There is currently little knowledge about the quantitative extent to which tree species affect fungal and bacterial diversity and vice versa. The effects of vegetation affect fungi more strongly than bacteria, especially the root-symbiotic taxa (often tree-speciﬁc; Burns et al., 2005; Urbanová et al., 2015). In urban areas, for example, it has been seen that species composition but also park age shaped the composition of microbial community (Hui et al., 2017). Soil chemistry has the second strongest correlation with differences in microbial communities (Burns et al., 2005). Variation of pH can alter the bacterial community. Among the chemical variables, the N content has a strong effect on the microbial biomass, increasing fungal (but not bacterial) biomass in the litter and bacterial (but not fungal) biomass in the soil (Urbanová et al., 2015). Inorganic fertilization alters soil factors with subsequent effects on below-ground communities: nutrients additions can affect community compositions directly, i.e. by favouring species functionally adapted to the nutrient inputs, or indirectly, acting on soil physicochemical status or changing plant productivity (Cassman et al., 2016).

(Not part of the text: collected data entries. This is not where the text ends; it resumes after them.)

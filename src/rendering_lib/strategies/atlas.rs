// src/rendering_lib/strategies/atlas.rs

use std::ops::Range;

use super::{build_with_rollback, expand_shades, GpuResources, RenderStrategy, StrategyKind};
use crate::rendering_lib::backend::{
    BlendMode, BufferId, BufferKind, DrawCommand, Geometry, GpuBackend, ProgramDescriptor, ProgramId, TexelFormat,
    TextureDescriptor, TextureDimension, TextureId, Topology,
};
use crate::rendering_lib::error::ResourceError;
use crate::rendering_lib::settings::AtlasSettings;
use crate::rendering_lib::shader::ATLAS_SHADER_SOURCE;
use crate::rendering_lib::vertex::SliceVertex;
use crate::volume_lib::{ConfigureOutcome, Dimensions, RendererState};

/// Offset between consecutive slices, spread over this much of clip space.
const STACK_SPREAD: f32 = 0.4;
const SLICE_EXTENT: f32 = 1.2;

/// Pseudo-3D view: a window of adjacent layers tiled vertically into one
/// 2D atlas, drawn as offset translucent quads from deepest to shallowest.
pub struct AtlasPseudo3D {
    settings: AtlasSettings,
    resources: GpuResources,
    program: ProgramId,
    vertex_buffer: BufferId,
    texture: Option<(TextureId, AtlasLayout)>,
    texels: Vec<u8>,
}

/// Size and position of the layer window held by the atlas.
#[derive(Clone, Copy, Debug, PartialEq, Eq)]
pub struct AtlasLayout {
    pub width: u32,
    pub layer_height: u32,
    /// First volume layer in the atlas.
    pub first_layer: u32,
    /// Number of layers in the atlas.
    pub layers: u32,
}

impl AtlasLayout {
    /// Window of `min(visible, z)` layers starting at `selected`, pulled
    /// back so it never runs past the last layer.
    pub fn new(dims: Dimensions, selected: u32, visible: u32) -> Self {
        let layers = visible.clamp(1, dims.z);
        let first_layer = selected.min(dims.z - layers);
        Self { width: dims.x, layer_height: dims.y, first_layer, layers }
    }

    pub fn height(&self) -> u32 {
        self.layer_height * self.layers
    }

    pub fn layer_range(&self) -> Range<u32> {
        self.first_layer..self.first_layer + self.layers
    }

    fn same_texture_size(&self, other: &AtlasLayout) -> bool {
        self.width == other.width && self.height() == other.height()
    }
}

impl AtlasPseudo3D {
    pub fn new(gpu: &mut dyn GpuBackend, settings: AtlasSettings) -> Result<Self, ResourceError> {
        let label = format!("{} Program", StrategyKind::AtlasPseudo3D.name());
        let ((program, vertex_buffer), resources) = build_with_rollback(gpu, |gpu, res| {
            let vertex_buffer = res.buffer(gpu, "Atlas Slice Vertex Buffer", BufferKind::Vertex)?;
            let program = res.program(
                gpu,
                &ProgramDescriptor {
                    label: &label,
                    source: ATLAS_SHADER_SOURCE,
                    vertex_layout: SliceVertex::layout(),
                    topology: Topology::TriangleList,
                    blend: BlendMode::Alpha,
                    uniform_size: 0,
                    texture: Some(TextureDimension::D2),
                },
            )?;
            Ok((program, vertex_buffer))
        })?;

        Ok(Self { settings, resources, program, vertex_buffer, texture: None, texels: Vec::new() })
    }

    fn ensure_texture(&mut self, gpu: &mut dyn GpuBackend, layout: AtlasLayout) -> Result<TextureId, ResourceError> {
        if let Some((id, current)) = self.texture {
            if current.same_texture_size(&layout) {
                if current.layers != layout.layers {
                    gpu.write_buffer(self.vertex_buffer, bytemuck::cast_slice(&slice_stack(layout.layers)))?;
                }
                self.texture = Some((id, layout));
                return Ok(id);
            }
            self.resources.release_texture(gpu, id);
            self.texture = None;
        }

        let id = self.resources.texture(
            gpu,
            &TextureDescriptor {
                label: "Layer Atlas".to_owned(),
                dimension: TextureDimension::D2,
                width: layout.width,
                height: layout.height(),
                depth: 1,
                format: TexelFormat::Rgba8,
            },
        )?;
        gpu.write_buffer(self.vertex_buffer, bytemuck::cast_slice(&slice_stack(layout.layers)))?;
        self.texture = Some((id, layout));
        log::debug!("Atlas: {} layers in a {}x{} texture", layout.layers, layout.width, layout.height());
        Ok(id)
    }
}

/// Six vertices per layer, deepest layer first so alpha blending composes
/// back to front. Layer `i` samples band `[i / k, (i + 1) / k)` of the atlas.
pub fn slice_stack(layers: u32) -> Vec<SliceVertex> {
    let mut vertices = Vec::with_capacity(layers as usize * 6);
    let step = STACK_SPREAD / layers as f32;
    for i in (0..layers).rev() {
        let offset = i as f32 * step;
        let (x0, y0) = (-0.8 + offset, -0.8 + offset);
        let (x1, y1) = (x0 + SLICE_EXTENT, y0 + SLICE_EXTENT);
        let v_top = i as f32 / layers as f32;
        let v_bottom = (i + 1) as f32 / layers as f32;
        let corner = |x: f32, y: f32, u: f32, v: f32| SliceVertex::new([x, y, 0.5], [u, v, 0.0]);

        vertices.push(corner(x0, y1, 0.0, v_top));
        vertices.push(corner(x1, y1, 1.0, v_top));
        vertices.push(corner(x0, y0, 0.0, v_bottom));
        vertices.push(corner(x0, y0, 0.0, v_bottom));
        vertices.push(corner(x1, y1, 1.0, v_top));
        vertices.push(corner(x1, y0, 1.0, v_bottom));
    }
    vertices
}

impl RenderStrategy for AtlasPseudo3D {
    fn kind(&self) -> StrategyKind {
        StrategyKind::AtlasPseudo3D
    }

    fn sync(
        &mut self,
        gpu: &mut dyn GpuBackend,
        state: &RendererState,
        outcome: &ConfigureOutcome,
    ) -> Result<(), ResourceError> {
        if !outcome.refreshed {
            return Ok(());
        }
        let dims = state.volume().dims();
        let layout = AtlasLayout::new(dims, state.config().layer, self.settings.visible_layers);
        let texture = self.ensure_texture(gpu, layout)?;

        let layer_len = dims.layer_len();
        let start = layout.first_layer as usize * layer_len;
        let end = start + layout.layers as usize * layer_len;
        expand_shades(&state.cache().shades()[start..end], 4, Some(self.settings.slice_alpha), &mut self.texels);
        gpu.write_texture(texture, &self.texels)
    }

    fn render(&mut self, gpu: &mut dyn GpuBackend, _state: &RendererState) -> Result<(), ResourceError> {
        let Some((texture, layout)) = self.texture else {
            return Ok(());
        };
        gpu.draw(&DrawCommand {
            program: self.program,
            vertex_buffer: self.vertex_buffer,
            geometry: Geometry::Arrays { vertices: 0..layout.layers * 6 },
            texture: Some(texture),
            uniforms: &[],
        })
    }

    fn dispose(&mut self, gpu: &mut dyn GpuBackend) {
        self.resources.release_all(gpu);
        self.texture = None;
    }
}

#[cfg(test)]
mod tests {
    use super::*;
    use crate::rendering_lib::headless::HeadlessBackend;
    use crate::rendering_lib::strategies::test_support::*;
    use crate::rendering_lib::strategies::Renderer;
    use crate::volume_lib::Configuration;

    #[test]
    fn window_is_capped_and_clamped() {
        let dims = Dimensions::new(4, 4, 10);
        assert_eq!(AtlasLayout::new(dims, 2, 3).layer_range(), 2..5);
        assert_eq!(AtlasLayout::new(dims, 9, 3).layer_range(), 7..10);
        assert_eq!(AtlasLayout::new(dims, 5, 32).layer_range(), 0..10);
        assert_eq!(AtlasLayout::new(dims, 5, 0).layers, 1);
    }

    #[test]
    fn stack_is_back_to_front() {
        let stack = slice_stack(4);
        assert_eq!(stack.len(), 24);
        // First quad samples the deepest band.
        assert_eq!(stack[0].tex_coord[1], 0.75);
        assert_eq!(stack[23].tex_coord[1], 0.25);
    }

    #[test]
    fn atlas_tiles_visible_layers_with_alpha() {
        let mut gpu = HeadlessBackend::new(8, 8);
        let settings = AtlasSettings { visible_layers: 2, slice_alpha: 77 };
        let mut renderer = Renderer::new(Box::new(AtlasPseudo3D::new(&mut gpu, settings).unwrap()));
        let volume = ramp_volume(2, 1, 4);
        renderer.configure(&mut gpu, volume, Configuration::new(1, 0.0, 255.0)).unwrap();
        renderer.render(&mut gpu).unwrap();

        let draw = &gpu.pending_frame().draws[0];
        assert_eq!(draw.element_count(), 12);
        let texture = draw.texture.unwrap();
        let descriptor = gpu.texture_descriptor(texture).unwrap();
        assert_eq!((descriptor.width, descriptor.height), (2, 2));
        // Layers 1 and 2 of the ramp: samples 2, 3, 4, 5.
        assert_eq!(
            gpu.texture_data(texture).unwrap(),
            &[2, 2, 2, 77, 3, 3, 3, 77, 4, 4, 4, 77, 5, 5, 5, 77]
        );
    }

    #[test]
    fn layer_change_moves_window() {
        let mut gpu = HeadlessBackend::new(8, 8);
        let settings = AtlasSettings { visible_layers: 1, slice_alpha: 255 };
        let mut renderer = Renderer::new(Box::new(AtlasPseudo3D::new(&mut gpu, settings).unwrap()));
        let volume = scenario_volume();
        renderer.configure(&mut gpu, volume.clone(), window(0)).unwrap();
        let outcome = renderer.configure(&mut gpu, volume, window(1)).unwrap();
        assert!(outcome.refreshed);
        renderer.render(&mut gpu).unwrap();
        let texture = gpu.pending_frame().draws[0].texture.unwrap();
        assert!(gpu.texture_data(texture).unwrap().iter().all(|t| *t == 255));
        assert_eq!(gpu.counters().textures_created, 1);
    }
}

In recent years, there has been an explosion of studies that examine the soil biota and their interactions with plants, in order to predict ecosystem consequences of declines or changes in biological diversity as consequence of global change (Bardgell, 2013; Chao et al., 2014). In comparison to what is known about above-ground organisms, current information on the actual diversity of groups of soil biota is very sparse and restricted largely to a few ecosystem types and a few taxonomic groups of organisms within them. Soil organisms are not easily seen and difficult to study. Species inventories for a site needs for long-term expensive studies, which require different techniques and skills (Hawksworth, 2001): as an example, inventory of all fungi in the Guanacaste conservation area in Costa Rica was costed at US $31.6 M. Thanks to the advent of molecular approaches to species identification and delimitation, the number of described fungal species accelerated; based on recent estimates, the number of the actual range fungal species in the earth is estimated at 2.2 to 3.8 million, but currently recognized accepted species are only 120.000 (at best just 8% and in the worst case scenario just 3% of total species; Hawksworth and Lücking, 2017). The major source for unrecognized fungal diversity comprises understudied geographic areas and ecologically cryptic fungi that occur in the environment but usually do not manifest themselves via discernible structures. Furthermore, from a recent study (Carini et al., 2016), extracellular DNA from dead microorganisms can persist in soil for weeks to years and it can affect molecular analyses.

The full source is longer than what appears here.